** Instructions for the task **
Each record below must be returned exactly as shown.
__________________________________________________
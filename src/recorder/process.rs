//! Recorder process capability and the livedl implementation.

use std::io;
use std::path::PathBuf;
use std::process::Stdio;

use async_trait::async_trait;
use tokio::io::{AsyncBufReadExt, AsyncRead, BufReader};
use tokio::process::{Child, Command};
use tokio::sync::mpsc;
use tracing::{debug, trace};

use crate::platform::SessionCredential;

const LINE_CHANNEL_CAPACITY: usize = 256;

/// Everything a recorder needs to capture one program.
#[derive(Debug, Clone)]
pub struct RecorderInvocation {
    /// Working and output directory.
    pub output_dir: PathBuf,
    /// Program to capture; also the output file name template.
    pub program_id: String,
    /// Session the recorder logs in with.
    pub session: SessionCredential,
}

/// One line of recorder output.
#[derive(Debug, Clone, PartialEq, Eq)]
pub enum OutputLine {
    /// Line from standard output.
    Stdout(String),
    /// Line from standard error.
    Stderr(String),
}

/// Launches recorder processes.
pub trait Recorder: Send + Sync {
    /// Starts one recorder attempt.
    ///
    /// # Errors
    ///
    /// Returns the IO error when the process cannot be started.
    fn spawn(&self, invocation: &RecorderInvocation) -> io::Result<Box<dyn RecorderRun>>;
}

/// A running recorder attempt.
#[async_trait]
pub trait RecorderRun: Send {
    /// Next output line from either stream; `None` once both streams closed.
    async fn next_line(&mut self) -> Option<OutputLine>;

    /// Waits for exit; `None` when the process was killed by a signal.
    async fn wait(&mut self) -> io::Result<Option<i32>>;

    /// Kills the process.
    async fn kill(&mut self) -> io::Result<()>;
}

/// Recorder backed by the `livedl` binary.
#[derive(Debug, Clone)]
pub struct LivedlRecorder {
    program: PathBuf,
}

impl LivedlRecorder {
    /// Creates a recorder running the binary at `program`.
    #[must_use]
    pub fn new(program: impl Into<PathBuf>) -> Self {
        Self {
            program: program.into(),
        }
    }
}

/// Builds the livedl command line for `invocation`.
#[must_use]
pub fn livedl_args(invocation: &RecorderInvocation) -> Vec<String> {
    vec![
        "-no-chdir".to_string(),
        "-nico".to_string(),
        "-nico-session".to_string(),
        invocation.session.token().to_string(),
        "-nico-login-only=on".to_string(),
        "-nico-fast-ts".to_string(),
        "-nico-auto-convert=off".to_string(),
        "-nico-format".to_string(),
        invocation.program_id.clone(),
        "--".to_string(),
        invocation.program_id.clone(),
    ]
}

impl Recorder for LivedlRecorder {
    fn spawn(&self, invocation: &RecorderInvocation) -> io::Result<Box<dyn RecorderRun>> {
        debug!(
            program = %self.program.display(),
            program_id = %invocation.program_id,
            output_dir = %invocation.output_dir.display(),
            "Launching recorder"
        );
        let mut child = Command::new(&self.program)
            .args(livedl_args(invocation))
            .current_dir(&invocation.output_dir)
            .stdin(Stdio::null())
            .stdout(Stdio::piped())
            .stderr(Stdio::piped())
            .kill_on_drop(true)
            .spawn()?;

        let stdout = child
            .stdout
            .take()
            .ok_or_else(|| io::Error::other("recorder stdout was not captured"))?;
        let stderr = child
            .stderr
            .take()
            .ok_or_else(|| io::Error::other("recorder stderr was not captured"))?;

        let (tx, rx) = mpsc::channel(LINE_CHANNEL_CAPACITY);
        tokio::spawn(forward_lines(stdout, tx.clone(), OutputLine::Stdout));
        tokio::spawn(forward_lines(stderr, tx, OutputLine::Stderr));

        Ok(Box::new(LivedlRun { child, lines: rx }))
    }
}

/// Forwards lines of `stream` until EOF; invalid UTF-8 is replaced.
async fn forward_lines<R>(stream: R, tx: mpsc::Sender<OutputLine>, wrap: fn(String) -> OutputLine)
where
    R: AsyncRead + Unpin,
{
    let mut reader = BufReader::new(stream);
    let mut buffer = Vec::new();
    loop {
        buffer.clear();
        match reader.read_until(b'\n', &mut buffer).await {
            Ok(0) => break,
            Ok(_) => {
                let line = String::from_utf8_lossy(&buffer)
                    .trim_end_matches(['\r', '\n'])
                    .to_string();
                if tx.send(wrap(line)).await.is_err() {
                    break;
                }
            }
            Err(error) => {
                trace!(error = %error, "Recorder output stream closed with error");
                break;
            }
        }
    }
}

struct LivedlRun {
    child: Child,
    lines: mpsc::Receiver<OutputLine>,
}

#[async_trait]
impl RecorderRun for LivedlRun {
    async fn next_line(&mut self) -> Option<OutputLine> {
        self.lines.recv().await
    }

    async fn wait(&mut self) -> io::Result<Option<i32>> {
        self.child.wait().await.map(|status| status.code())
    }

    async fn kill(&mut self) -> io::Result<()> {
        self.child.kill().await
    }
}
__________________________________________________
** Exercise answer **
filename src/recorder/process.rs
//! Recorder process capability and the livedl implementation.

use std::io;
use std::path::PathBuf;
use std::process::Stdio;

use async_trait::async_trait;
use tokio::io::{AsyncBufReadExt, AsyncRead, BufReader};
use tokio::process::{Child, Command};
use tokio::sync::mpsc;
use tracing::{debug, trace};

use crate::platform::SessionCredential;

const LINE_CHANNEL_CAPACITY: usize = 256;

/// Everything a recorder needs to capture one program.
#[derive(Debug, Clone)]
pub struct RecorderInvocation {
    /// Working and output directory.
    pub output_dir: PathBuf,
    /// Program to capture; also the output file name template.
    pub program_id: String,
    /// Session the recorder logs in with.
    pub session: SessionCredential,
}

/// One line of recorder output.
#[derive(Debug, Clone, PartialEq, Eq)]
pub enum OutputLine {
    /// Line from standard output.
    Stdout(String),
    /// Line from standard error.
    Stderr(String),
}

/// Launches recorder processes.
pub trait Recorder: Send + Sync {
    /// Starts one recorder attempt.
    ///
    /// # Errors
    ///
    /// Returns the IO error when the process cannot be started.
    fn spawn(&self, invocation: &RecorderInvocation) -> io::Result<Box<dyn RecorderRun>>;
}

/// A running recorder attempt.
#[async_trait]
pub trait RecorderRun: Send {
    /// Next output line from either stream; `None` once both streams closed.
    async fn next_line(&mut self) -> Option<OutputLine>;

    /// Waits for exit; `None` when the process was killed by a signal.
    async fn wait(&mut self) -> io::Result<Option<i32>>;

    /// Kills the process.
    async fn kill(&mut self) -> io::Result<()>;
}

/// Recorder backed by the `livedl` binary.
#[derive(Debug, Clone)]
pub struct LivedlRecorder {
    program: PathBuf,
}

impl LivedlRecorder {
    /// Creates a recorder running the binary at `program`.
    #[must_use]
    pub fn new(program: impl Into<PathBuf>) -> Self {
        Self {
            program: program.into(),
        }
    }
}

/// Builds the livedl command line for `invocation`.
#[must_use]
pub fn livedl_args(invocation: &RecorderInvocation) -> Vec<String> {
    vec![
        "-no-chdir".to_string(),
        "-nico".to_string(),
        "-nico-session".to_string(),
        invocation.session.token().to_string(),
        "-nico-login-only=on".to_string(),
        "-nico-fast-ts".to_string(),
        "-nico-auto-convert=off".to_string(),
        "-nico-format".to_string(),
        invocation.program_id.clone(),
        "--".to_string(),
        invocation.program_id.clone(),
    ]
}

impl Recorder for LivedlRecorder {
    fn spawn(&self, invocation: &RecorderInvocation) -> io::Result<Box<dyn RecorderRun>> {
        debug!(
            program = %self.program.display(),
            program_id = %invocation.program_id,
            output_dir = %invocation.output_dir.display(),
            "Launching recorder"
        );
        let mut child = Command::new(&self.program)
            .args(livedl_args(invocation))
            .current_dir(&invocation.output_dir)
            .stdin(Stdio::null())
            .stdout(Stdio::piped())
            .stderr(Stdio::piped())
            .kill_on_drop(true)
            .spawn()?;

        let stdout = child
            .stdout
            .take()
            .ok_or_else(|| io::Error::other("recorder stdout was not captured"))?;
        let stderr = child
            .stderr
            .take()
            .ok_or_else(|| io::Error::other("recorder stderr was not captured"))?;

        let (tx, rx) = mpsc::channel(LINE_CHANNEL_CAPACITY);
        tokio::spawn(forward_lines(stdout, tx.clone(), OutputLine::Stdout));
        tokio::spawn(forward_lines(stderr, tx, OutputLine::Stderr));

        Ok(Box::new(LivedlRun { child, lines: rx }))
    }
}

/// Forwards lines of `stream` until EOF; invalid UTF-8 is replaced.
async fn forward_lines<R>(stream: R, tx: mpsc::Sender<OutputLine>, wrap: fn(String) -> OutputLine)
where
    R: AsyncRead + Unpin,
{
    let mut reader = BufReader::new(stream);
    let mut buffer = Vec::new();
    loop {
        buffer.clear();
        match reader.read_until(b'\n', &mut buffer).await {
            Ok(0) => break,
            Ok(_) => {
                let line = String::from_utf8_lossy(&buffer)
                    .trim_end_matches(['\r', '\n'])
                    .to_string();
                if tx.send(wrap(line)).await.is_err() {
                    break;
                }
            }
            Err(error) => {
                trace!(error = %error, "Recorder output stream closed with error");
                break;
            }
        }
    }
}

struct LivedlRun {
    child: Child,
    lines: mpsc::Receiver<OutputLine>,
}

#[async_trait]
impl RecorderRun for LivedlRun {
    async fn next_line(&mut self) -> Option<OutputLine> {
        self.lines.recv().await
    }

    async fn wait(&mut self) -> io::Result<Option<i32>> {
        self.child.wait().await.map(|status| status.code())
    }

    async fn kill(&mut self) -> io::Result<()> {
        self.child.kill().await
    }
}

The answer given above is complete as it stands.